Felt so hot n cold n bones bitting aching. but doc wsa not too concern. Even medicine given was so pathetic. Maybe it got to do with me now under NTUC scheme? so i m not a value customer liao? if i really kena dengue will sue him lor.

piss

Friday, May 16, 2008

言不由衷

only last nite in bus, i was thinking of 'hopeful'
but worries roll in again.

Haiz, life is such.. dun wan to be a barrier but then worry.. maybe worry for nothing. but there are too many repeats in this life..

nvm think can still smile n give u best wishes de if......

用微笑配合 努力扮演好必须的角色

握紧的双手。。 其实拉不住什么。。

拥有了,失去。。 是人最辛酸的体验。
一个人可以承受多少的失去

失去过后,可以用时间来敷衍自己。
在知道将会失去的那刻,看着一一滑落手中,是最痛苦的。

我想我真的好害怕。

是宿命吗?无法逃脱命运?

还是会默默地支持你的。。。可能真的会是短暂的缘分。。那一点剩余的勇气希望可以陪你走一段路吧。。。

Wednesday, May 14, 2008

Surprise ! a wonderful bday celebration



GOSH

It was so well planned n i din even suspect anything.

A dinner that we (NICK, EDWARD n me) so used to go out n feast actually turned out to be a bday celebration for me!

Haha the moment i stepped into the restuarant, saw Winson n thought so coincident. Wanted to go over and shocked him.... then saw Edward.. stunned! then looked at the left side, all Sgpoolz ppl. I think i got the greatest shock! everybody jus carry on to eat as if nothing happen haha.


We took alot of pic while i have alot of Qn mark in my mind as how they coordinated.

:))))))))))

finally found out that Nick had this planned since March and Edward was the culprit, then Donna (Sgpoolz) was dragged in.... the celebration was changed as i cancelled it on 9 may. If not there will be more to join in. The PAsian group did not turn up... n Nick mentioned he wanna do more so i suspect he wanna drag my cohort mates as well de...... haha but he was too busy.

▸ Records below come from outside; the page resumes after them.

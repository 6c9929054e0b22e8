//! Raw detection tensor decoding.
//!
//! The object model emits a flat `f32` buffer of `N` records, each
//! `[x, y, w, h, confidence, score_0 .. score_{C-1}]` in model-input pixels.
//! Decoding thresholds on `confidence`, picks the arg-max class, scales the
//! box back to image space and stops after `max_detections` accepted records.

use anyhow::Result;

use crate::detect::{BoundingBox, Detection, DEFAULT_DETECTOR_INPUT, UNKNOWN_LABEL};
use crate::error::PipelineError;

pub const DEFAULT_CONFIDENCE_THRESHOLD: f32 = 0.5;
pub const DEFAULT_MAX_DETECTIONS: usize = 20;

/// Leading fields of every record before the class scores.
const RECORD_HEADER: usize = 5;

#[derive(Clone, Debug)]
pub struct TensorDecoder {
    labels: Vec<String>,
    confidence_threshold: f32,
    max_detections: usize,
    model_input_size: u32,
}

impl TensorDecoder {
    /// Decoder with one class per label and default thresholds.
    pub fn new(labels: Vec<String>) -> Self {
        Self {
            labels,
            confidence_threshold: DEFAULT_CONFIDENCE_THRESHOLD,
            max_detections: DEFAULT_MAX_DETECTIONS,
            model_input_size: DEFAULT_DETECTOR_INPUT,
        }
    }

    pub fn with_confidence_threshold(mut self, threshold: f32) -> Self {
        self.confidence_threshold = threshold;
        self
    }

    pub fn with_max_detections(mut self, max_detections: usize) -> Self {
        self.max_detections = max_detections;
        self
    }

    pub fn with_model_input_size(mut self, size: u32) -> Self {
        self.model_input_size = size;
        self
    }

    pub fn labels(&self) -> &[String] {
        &self.labels
    }

    /// Number of `f32` values per record.
    pub fn record_stride(&self) -> usize {
        RECORD_HEADER + self.labels.len()
    }

    /// Decode `tensor` for an image of `image_width x image_height`.
    ///
    /// The `max_detections` cap is applied in buffer order, not by score: a
    /// strong detection late in the buffer is dropped once the cap is hit.
    /// Records whose scaled box is degenerate (negative width or height) are
    /// skipped and do not count toward the cap.
    pub fn decode(
        &self,
        tensor: &[f32],
        image_width: u32,
        image_height: u32,
    ) -> Result<Vec<Detection>> {
        self.decode_with_input(tensor, self.model_input_size, image_width, image_height)
    }

    /// Like [`TensorDecoder::decode`], for a model whose square input edge
    /// is `model_input_size` rather than the configured one.
    pub fn decode_with_input(
        &self,
        tensor: &[f32],
        model_input_size: u32,
        image_width: u32,
        image_height: u32,
    ) -> Result<Vec<Detection>> {
        let stride = self.record_stride();
        if tensor.len() % stride != 0 {
            return Err(PipelineError::TensorShape {
                len: tensor.len(),
                stride,
            }
            .into());
        }

        if model_input_size == 0 {
            return Err(
                PipelineError::InvalidConfig("model input size must be non-zero".into()).into(),
            );
        }
        let input = model_input_size as f32;
        let scale_x = image_width as f32 / input;
        let scale_y = image_height as f32 / input;

        let mut out = Vec::new();
        for record in tensor.chunks_exact(stride) {
            if out.len() >= self.max_detections {
                break;
            }
            let confidence = record[4];
            if confidence.is_nan() || confidence < self.confidence_threshold {
                continue;
            }

            let label = argmax(&record[RECORD_HEADER..])
                .and_then(|class| self.labels.get(class))
                .map(String::as_str)
                .unwrap_or(UNKNOWN_LABEL);

            let x = record[0] * scale_x;
            let y = record[1] * scale_y;
            let w = record[2] * scale_x;
            let h = record[3] * scale_y;
            let bbox = BoundingBox::new(x as i32, y as i32, (x + w) as i32, (y + h) as i32);
            if bbox.is_degenerate() {
                log::debug!("decode: skipping degenerate box {:?}", bbox);
                continue;
            }

            out.push(Detection {
                bbox,
                label: label.to_string(),
                confidence,
            });
        }
        Ok(out)
    }
}

/// Index of the largest score; the first index wins ties.
fn argmax(scores: &[f32]) -> Option<usize> {
    let mut best: Option<(usize, f32)> = None;
    for (i, &score) in scores.iter().enumerate() {
        match best {
            Some((_, top)) if score <= top => {}
            _ => best = Some((i, score)),
        }
    }
    best.map(|(i, _)| i)
}

/// Parse a labels file: one label per line, blank lines and `#` comments
/// ignored.
pub fn parse_labels(raw: &str) -> Vec<String> {
    raw.lines()
        .map(str::trim)
        .filter(|line| !line.is_empty() && !line.starts_with('#'))
        .map(str::to_string)
        .collect()
}

#[cfg(test)]
mod tests {
    use super::*;

    fn labels() -> Vec<String> {
        vec!["person".into(), "cup".into(), "chair".into()]
    }

    fn record(x: f32, y: f32, w: f32, h: f32, conf: f32, scores: [f32; 3]) -> Vec<f32> {
        let mut r = vec![x, y, w, h, conf];
        r.extend_from_slice(&scores);
        r
    }

    #[test]
    fn confident_record_is_scaled_to_image_space() -> Result<()> {
        let decoder = TensorDecoder::new(labels());
        let tensor = record(64.0, 32.0, 128.0, 64.0, 0.9, [0.1, 0.8, 0.1]);

        let out = decoder.decode(&tensor, 1280, 960)?;

        assert_eq!(out.len(), 1);
        assert_eq!(out[0].label, "cup");
        assert_eq!(out[0].confidence, 0.9);
        // scale = (2.0, 1.5)
        assert_eq!(out[0].bbox, BoundingBox::new(128, 48, 384, 144));
        Ok(())
    }

    #[test]
    fn low_confidence_record_is_dropped() -> Result<()> {
        let decoder = TensorDecoder::new(labels());
        let tensor = record(10.0, 10.0, 10.0, 10.0, 0.3, [0.9, 0.0, 0.0]);
        assert!(decoder.decode(&tensor, 640, 640)?.is_empty());
        Ok(())
    }

    #[test]
    fn confidence_equal_to_threshold_is_kept() -> Result<()> {
        let decoder = TensorDecoder::new(labels());
        let tensor = record(10.0, 10.0, 10.0, 10.0, 0.5, [0.9, 0.0, 0.0]);
        assert_eq!(decoder.decode(&tensor, 640, 640)?.len(), 1);
        Ok(())
    }

    #[test]
    fn record_without_class_scores_is_unknown() -> Result<()> {
        let decoder = TensorDecoder::new(Vec::new());
        let tensor = vec![0.0, 0.0, 10.0, 10.0, 0.9];
        let out = decoder.decode(&tensor, 640, 640)?;
        assert_eq!(out[0].label, UNKNOWN_LABEL);
        Ok(())
    }

    #[test]
    fn stops_after_max_detections_in_buffer_order() -> Result<()> {
        let decoder = TensorDecoder::new(labels()).with_max_detections(2);
        let mut tensor = Vec::new();
        tensor.extend(record(0.0, 0.0, 10.0, 10.0, 0.6, [1.0, 0.0, 0.0]));
        tensor.extend(record(20.0, 0.0, 10.0, 10.0, 0.7, [1.0, 0.0, 0.0]));
        tensor.extend(record(40.0, 0.0, 10.0, 10.0, 0.99, [1.0, 0.0, 0.0]));

        let out = decoder.decode(&tensor, 640, 640)?;

        assert_eq!(out.len(), 2);
        assert_eq!(out[0].confidence, 0.6);
        assert_eq!(out[1].confidence, 0.7);
        Ok(())
    }

    #[test]
    fn degenerate_boxes_are_skipped() -> Result<()> {
        let decoder = TensorDecoder::new(labels());
        let tensor = record(50.0, 50.0, -20.0, 10.0, 0.9, [1.0, 0.0, 0.0]);
        assert!(decoder.decode(&tensor, 640, 640)?.is_empty());
        Ok(())
    }

    #[test]
    fn ragged_tensor_is_shape_error() {
        let decoder = TensorDecoder::new(labels());
        let err = decoder.decode(&[0.0; 9], 640, 640).unwrap_err();
        assert_eq!(
            err.downcast_ref::<PipelineError>(),
            Some(&PipelineError::TensorShape { len: 9, stride: 8 })
        );
    }

    #[test]
    fn argmax_prefers_first_on_ties() {
        assert_eq!(argmax(&[0.2, 0.7, 0.7]), Some(1));
        assert_eq!(argmax(&[]), None);
    }

    #[test]
    fn labels_file_skips_comments_and_blanks() {
        let parsed = parse_labels("# coco subset\nperson\n\n  cup  \n");
        assert_eq!(parsed, vec!["person".to_string(), "cup".to_string()]);
    }
}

The coordination took part all over e world while Nick travel....

GOSH GOSH GOSH

n Winson dear never leak out a word!!!!!!!!!

really speechless n love love love all the tots n efforts........

thank you for letting me have a wonderful May :)
more pic in facebook in Donna's profile. She is my young young twin :)

revealing the secret sender

hmm so my guess is pretty rite!

It's RT... haha happen to be same initial as my current boss....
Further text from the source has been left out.